いちごさんの親苗。これを10倍、20倍に増やして子苗にする=佐賀市、県農業試験研究センター

 佐賀県が20年ぶりに開発し、県内で栽培されているイチゴの新品種「いちごさん」で、苗の盗難が相次いでいる。「いったい、だれが何のために?」。関係者は、動機や目的が見えないとして一様に困惑する。苗は農家に広く行き渡り、戸外で管理するため、有効な対策も取りにくいのが実情だ。

 いちごさんは、昨年11月に唐津市の農家から親苗10株余りが盗まれた。その後も、今年1月に同市で子苗40本、4月には伊万里市で親苗20本余り、5月には杵島郡白石町で親苗40本と計4回盗まれた。

 いちごさんは、県やJAなどが7年をかけて約1万5千株の中から選抜した新品種。県が育成権をもち、JAが許諾を受けて、農家に苗を配布している。

 JA佐賀中央会やJAさがなどは「だれが、何のために盗んだのか、全く見当がつかない」と首をかしげる。市場では多くのブランドのイチゴがしのぎを削り、それぞれに宣伝やプロモーションに費用をかけてブランド名を売り込んでいる。このブランドがあればこそ消費者が購入、高値も付くという。「“盗品”は、いちごさんと名前を付けて売れないため、利益も出ないはず」と説明。苗はだれでも購入が可能で、必要なら苗を買えばいいという。 

■見えぬ犯人像

 2年前から県内限定で栽培が始まったいちごさんは、ほぼシーズンが終わる今季、425人の生産者が約64ヘクタールで栽培した。通常、親苗を10倍、20倍に増やし、一般的な農家で20アールにイチゴの苗を2万株ほど栽培しているという。

 県警は盗みの疑いで捜査を進めているが、現時点で犯人の特定には至っていない。ある捜査関係者は「犯人像が全く見えてこないのが正直なところ」とこぼす。苗には名札もなく、特徴もないため「被害品の特定ができない。現行犯逮捕じゃなければ、(立件は)なかなか難しい」と話す。また、発生場所もばらばらで「同じ地区で頻繁に発生していれば張り込めるかもしれないが…」と頭を抱える。

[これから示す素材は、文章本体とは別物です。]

//! Typed errors for backend calls
//!
//! HTTP failures carry the message the user should see, extracted from the
//! JSON error body when the server sends one.

use thiserror::Error;

/// Maximum number of body characters quoted in a fallback message
const BODY_SNIPPET_CHARS: usize = 100;

/// Backend operation errors
#[derive(Debug, Error)]
pub enum ApiError {
    /// Non-2xx response; `message` is already user-facing
    ///
    /// `server_message` is the body's own `message` field, which the auth
    /// screens show verbatim.
    #[error("{message}")]
    Status {
        status: u16,
        message: String,
        server_message: Option<String>,
    },

    /// Rate limit exceeded (HTTP 429)
    #[error("Rate limited: {0}")]
    RateLimited(String),

    /// Connection refused, timeout, DNS failure
    #[error("Network error: {0}")]
    Network(String),

    /// Response body did not match the expected shape
    #[error("Invalid response: {0}")]
    Decode(String),

    /// Local I/O while preparing a request (e.g. reading an upload)
    #[error("I/O error: {0}")]
    Io(#[from] std::io::Error),

    #[error("{0}")]
    Other(#[from] anyhow::Error),
}

impl ApiError {
    /// Build an error from a failed response's status and raw body
    ///
    /// The message is the body's `detail`, `error` or `message` field when the
    /// body is JSON, else `Error: <status>` followed by a short body excerpt.
    pub fn from_http_status(status: reqwest::StatusCode, body: &str) -> Self {
        let message = error_message_from_body(status.as_u16(), body);
        if status == reqwest::StatusCode::TOO_MANY_REQUESTS {
            return ApiError::RateLimited(message);
        }
        ApiError::Status {
            status: status.as_u16(),
            message,
            server_message: message_field(body),
        }
    }

    pub fn from_network_error(e: reqwest::Error) -> Self {
        if e.is_timeout() {
            ApiError::Network(format!("Request timeout: {}", e))
        } else if e.is_connect() {
            ApiError::Network(format!("Connection failed: {}", e))
        } else if e.is_decode() {
            ApiError::Decode(e.to_string())
        } else if let Some(status) = e.status() {
            Self::from_http_status(status, "")
        } else {
            ApiError::Network(e.to_string())
        }
    }

    pub fn status(&self) -> Option<u16> {
        match self {
            ApiError::Status { status, .. } => Some(*status),
            ApiError::RateLimited(_) => Some(429),
            _ => None,
        }
    }

    pub fn is_rate_limited(&self) -> bool {
        matches!(self, ApiError::RateLimited(_))
    }
}

/// Extract a user-facing message from an error response body
pub fn error_message_from_body(status: u16, body: &str) -> String {
    if let Ok(value) = serde_json::from_str::<serde_json::Value>(body) {
        for key in ["detail", "error", "message"] {
            match value.get(key) {
                Some(serde_json::Value::String(s)) if !s.is_empty() => return s.clone(),
                Some(serde_json::Value::Null) | None => {}
                Some(other) => return other.to_string(),
            }
        }
        return format!("Error: {}", status);
    }

    let snippet: String = body.trim().chars().take(BODY_SNIPPET_CHARS).collect();
    if snippet.is_empty() {
        format!("Error: {}", status)
    } else {
        format!("Error: {} - {}", status, snippet)
    }
}

/// The `message` string of a JSON error body
fn message_field(body: &str) -> Option<String> {
    let value: serde_json::Value = serde_json::from_str(body).ok()?;
    match value.get("message")? {
        serde_json::Value::String(s) if !s.is_empty() => Some(s.clone()),
        _ => None,
    }
}

pub type ApiResult<T> = std::result::Result<T, ApiError>;

#[cfg(test)]
mod tests {
    use super::*;
    use reqwest::StatusCode;

    #[test]
    fn test_detail_field_wins() {
        let err = ApiError::from_http_status(
            StatusCode::BAD_REQUEST,
            r#"{"detail":"Query too long","error":"ignored"}"#,
        );
        assert_eq!(err.to_string(), "Query too long");
        assert_eq!(err.status(), Some(400));
    }

    #[test]
    fn test_error_then_message_fields() {
        assert_eq!(
            error_message_from_body(500, r#"{"error":"db down"}"#),
            "db down"
        );
        assert_eq!(
            error_message_from_body(401, r#"{"message":"Invalid credentials"}"#),
            "Invalid credentials"
        );
    }

    #[test]
    fn test_server_message_only_from_message_field() {
        let err = ApiError::from_http_status(
            StatusCode::UNAUTHORIZED,
            r#"{"message":"Invalid credentials"}"#,
        );
        assert!(matches!(
            err,
            ApiError::Status { server_message: Some(ref m), .. } if m == "Invalid credentials"
        ));

        let err = ApiError::from_http_status(StatusCode::BAD_REQUEST, r#"{"detail":"Bad"}"#);
        assert_eq!(err.to_string(), "Bad");
        assert!(matches!(err, ApiError::Status { server_message: None, .. }));
    }

    #[test]
    fn test_json_without_known_fields_is_generic() {
        assert_eq!(error_message_from_body(503, r#"{"foo":1}"#), "Error: 503");
    }

    #[test]
    fn test_plain_body_is_truncated() {
        let body = "x".repeat(300);
        let msg = error_message_from_body(502, &body);
        assert_eq!(msg, format!("Error: 502 - {}", "x".repeat(100)));
        assert_eq!(error_message_from_body(404, ""), "Error: 404");
    }

    #[test]
    fn test_rate_limit_is_typed() {
        let err = ApiError::from_http_status(StatusCode::TOO_MANY_REQUESTS, "slow down");
        assert!(err.is_rate_limited());
        assert_eq!(err.status(), Some(429));
    }
}
use std::process::Command;

fn main() {
    // Short commit hash for `gcn --version`
    let git_hash = Command::new("git")
        .args(["rev-parse", "--short", "HEAD"])
        .output()
        .ok()
        .filter(|output| output.status.success())
        .and_then(|output| String::from_utf8(output.stdout).ok())
        .map(|s| s.trim().to_string())
        .unwrap_or_else(|| "unknown".to_string());

    println!("cargo:rustc-env=GCN_GIT_HASH={}", git_hash);
    println!("cargo:rerun-if-changed=.git/HEAD");
    println!("cargo:rerun-if-changed=.git/refs/heads");
}
//! Link metadata cache and staggered prefetching

use super::resolver::{hostname_fallback, ResolverChain};
use crate::api::LinkMetadata;
use dashmap::mapref::entry::Entry;
use dashmap::{DashMap, DashSet};
use std::sync::{Arc, Mutex};
use std::time::Duration;
use tokio::task::JoinHandle;

/// Resolved metadata keyed by URL
///
/// An entry is written once and never replaced. Concurrent resolutions of
/// the same URL all observe the value stored first.
#[derive(Default)]
pub struct MetadataCache {
    entries: DashMap<String, LinkMetadata>,
    in_flight: DashSet<String>,
}

impl MetadataCache {
    pub fn new() -> Self {
        Self::default()
    }

    pub fn get(&self, url: &str) -> Option<LinkMetadata> {
        self.entries.get(url).map(|entry| entry.value().clone())
    }

    pub fn contains(&self, url: &str) -> bool {
        self.entries.contains_key(url)
    }

    pub fn is_in_flight(&self, url: &str) -> bool {
        self.in_flight.contains(url)
    }

    /// Store `metadata` unless the URL already has a value; returns what is stored
    pub fn insert(&self, url: &str, metadata: LinkMetadata) -> LinkMetadata {
        match self.entries.entry(url.to_string()) {
            Entry::Occupied(existing) => existing.get().clone(),
            Entry::Vacant(slot) => slot.insert(metadata).value().clone(),
        }
    }

    /// Reserve a URL for resolution; `None` when cached or already claimed
    pub fn try_claim(self: &Arc<Self>, url: &str) -> Option<Claim> {
        if self.contains(url) || !self.in_flight.insert(url.to_string()) {
            return None;
        }
        Some(Claim {
            cache: Arc::clone(self),
            url: url.to_string(),
        })
    }

    pub fn len(&self) -> usize {
        self.entries.len()
    }

    pub fn is_empty(&self) -> bool {
        self.entries.is_empty()
    }

    /// Cached value, or resolve now and store the result
    pub async fn get_or_resolve(&self, url: &str, chain: &ResolverChain) -> LinkMetadata {
        if let Some(cached) = self.get(url) {
            return cached;
        }
        let metadata = chain.resolve(url).await;
        self.insert(url, metadata)
    }

    /// Resolve a message's links in place, link `i` starting after `i * stagger`
    ///
    /// Cached links cost nothing and a URL repeated within the batch is
    /// resolved once. The result is in the order of `links`.
    pub async fn resolve_staggered(
        &self,
        links: &[String],
        chain: &ResolverChain,
        stagger: Duration,
    ) -> Vec<LinkMetadata> {
        let mut pending: Vec<(usize, &str)> = Vec::new();
        for (index, url) in links.iter().enumerate() {
            if !self.contains(url) && !pending.iter().any(|(_, seen)| *seen == url.as_str()) {
                pending.push((index, url.as_str()));
            }
        }

        let fetches = pending.into_iter().map(|(index, url)| async move {
            let delay = stagger * index as u32;
            if !delay.is_zero() {
                tokio::time::sleep(delay).await;
            }
            self.get_or_resolve(url, chain).await;
        });
        futures::future::join_all(fetches).await;

        links
            .iter()
            .map(|url| self.get(url).unwrap_or_else(|| hostname_fallback(url)))
            .collect()
    }
}

/// In-flight marker for one URL, released on drop
pub struct Claim {
    cache: Arc<MetadataCache>,
    url: String,
}

impl Claim {
    pub fn complete(self, metadata: LinkMetadata) -> LinkMetadata {
        self.cache.insert(&self.url, metadata)
    }
}

impl Drop for Claim {
    fn drop(&mut self) {
        self.cache.in_flight.remove(&self.url);
    }
}

/// Owns the background fetches started for a conversation's links
///
/// Link `i` of a batch starts after `i * stagger`. Pending and running
/// fetches are aborted by [`LinkPrefetcher::shutdown`] or when the
/// prefetcher is dropped.
pub struct LinkPrefetcher {
    cache: Arc<MetadataCache>,
    chain: Arc<ResolverChain>,
    stagger: Duration,
    tasks: Mutex<Vec<JoinHandle<()>>>,
}

impl LinkPrefetcher {
    pub fn new(cache: Arc<MetadataCache>, chain: Arc<ResolverChain>, stagger: Duration) -> Self {
        Self {
            cache,
            chain,
            stagger,
            tasks: Mutex::new(Vec::new()),
        }
    }

    /// Start one delayed fetch per uncached link, returning how many were scheduled
    pub fn schedule(&self, links: &[String]) -> usize {
        let Ok(mut tasks) = self.tasks.lock() else {
            return 0;
        };
        tasks.retain(|task| !task.is_finished());

        let mut scheduled = 0;
        for (index, link) in links.iter().enumerate() {
            if self.cache.contains(link) || self.cache.is_in_flight(link) {
                continue;
            }
            let delay = self.stagger * index as u32;
            let cache = Arc::clone(&self.cache);
            let chain = Arc::clone(&self.chain);
            let url = link.clone();

            tasks.push(tokio::spawn(async move {
                if !delay.is_zero() {
                    tokio::time::sleep(delay).await;
                }
                // Another batch may have resolved it while we waited
                let Some(claim) = cache.try_claim(&url) else {
                    return;
                };
                let metadata = chain.resolve(&url).await;
                claim.complete(metadata);
            }));
            scheduled += 1;
        }

        if scheduled > 0 {
            tracing::debug!("Scheduled metadata fetch for {} link(s)", scheduled);
        }
        scheduled
    }

    /// Fetches not yet finished
    pub fn pending(&self) -> usize {
        self.tasks
            .lock()
            .map(|tasks| tasks.iter().filter(|task| !task.is_finished()).count())
            .unwrap_or(0)
    }

    pub fn shutdown(&self) {
        if let Ok(mut tasks) = self.tasks.lock() {
            for task in tasks.drain(..) {
                task.abort();
            }
        }
    }
}

impl Drop for LinkPrefetcher {
    fn drop(&mut self) {
        self.shutdown();
    }
}
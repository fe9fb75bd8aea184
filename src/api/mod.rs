//! Client for the GCN REST backend
//!
//! Each screen talks to the backend through the narrow trait it needs, so
//! controllers can be driven by the HTTP client in production and by an
//! in-memory double in tests.

mod error;
mod http;
mod types;

#[cfg(test)]
pub(crate) mod fake;

pub use error::{error_message_from_body, ApiError, ApiResult};
pub use http::HttpBackend;
pub use types::*;

use async_trait::async_trait;
use std::sync::Arc;

/// Upload progress sink, called with a percentage in `0..=100`
pub type ProgressCallback = Arc<dyn Fn(u8) + Send + Sync>;

/// Query answering and chat persistence
#[async_trait]
pub trait ChatApi: Send + Sync {
    async fn query(&self, request: &QueryRequest) -> ApiResult<QueryResponse>;

    async fn chat_list(&self) -> ApiResult<Vec<ChatSummary>>;

    async fn delete_chat(&self, chat_id: &str) -> ApiResult<()>;

    /// Full history of one chat; an empty or non-array body yields `[]`
    async fn chat_history(&self, chat_id: &str) -> ApiResult<Vec<ChatMessageTurn>>;
}

/// Product (mention tag) CRUD
#[async_trait]
pub trait ProductApi: Send + Sync {
    async fn products(&self) -> ApiResult<Vec<Product>>;

    async fn create_product(&self, draft: &ProductDraft) -> ApiResult<()>;

    async fn update_product(&self, id: &str, draft: &ProductDraft) -> ApiResult<()>;

    async fn delete_product(&self, id: &str) -> ApiResult<()>;
}

/// Document registry of the retrieval service
#[async_trait]
pub trait DocumentApi: Send + Sync {
    async fn documents(&self) -> ApiResult<Vec<LoadedDocument>>;

    /// Multipart upload of one file, reporting progress as bytes go out
    async fn upload_document(
        &self,
        file_name: &str,
        data: Vec<u8>,
        progress: ProgressCallback,
    ) -> ApiResult<()>;

    async fn delete_document(&self, name: &str) -> ApiResult<()>;
}

/// Backend progress log feed
#[async_trait]
pub trait LogApi: Send + Sync {
    /// Entries with an id greater than `last_id`, oldest first
    async fn logs(&self, last_id: u64) -> ApiResult<Vec<LogEntry>>;
}

/// Account endpoints
#[async_trait]
pub trait AuthApi: Send + Sync {
    async fn organizations(&self) -> ApiResult<Vec<String>>;

    async fn signup(&self, request: &SignupRequest) -> ApiResult<()>;

    async fn login(&self, request: &LoginRequest) -> ApiResult<LoginResponse>;
}

/// Everything the full client needs
pub trait Backend: ChatApi + ProductApi + DocumentApi + LogApi + AuthApi {}

impl<T> Backend for T where T: ChatApi + ProductApi + DocumentApi + LogApi + AuthApi {}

 県は葉などわずかな試料からいちごさんを識別するDNA鑑定も確立したが、今まで不審な苗などの報告はなく、JAも実害は出ていないと話す。

■費用対効果

 過去には、農作物の盗難が全国で相次いだ2003年、県内でも収穫前のイチゴ24件の被害があった。15年には唐津市で希少な高級品種50キロ(30万円相当)が盗られた。ただ、苗の盗難は珍しく、10年に佐賀市で希少種の苗千株が盗まれた程度。全国の事情に詳しい他県の関係者も「苗の盗難はほとんど聞かない」と説明。外国に流出したとの推測にも、手口が稚拙すぎると懐疑的だ。

 これら盗難の予防策は、なかなか難しいというのが実情だ。親苗は冷たい外気に置く必要があるため屋外の圃場で管理するのが一般的。このため厳重な警備はしづらく、防犯カメラなどの設置も費用対効果を考えると現実的でないという。このため、県やJAでは「自分の苗の管理状況を確認し、周囲にネットを張るなど対策を取ってほしい。周囲に見かけない車がないか気を配ってほしい」と、盗難があると意識して行動してほしいと呼びかけている。県は現在、啓発のパンフレットを作成中で、イチゴ農家全体に配る予定だ。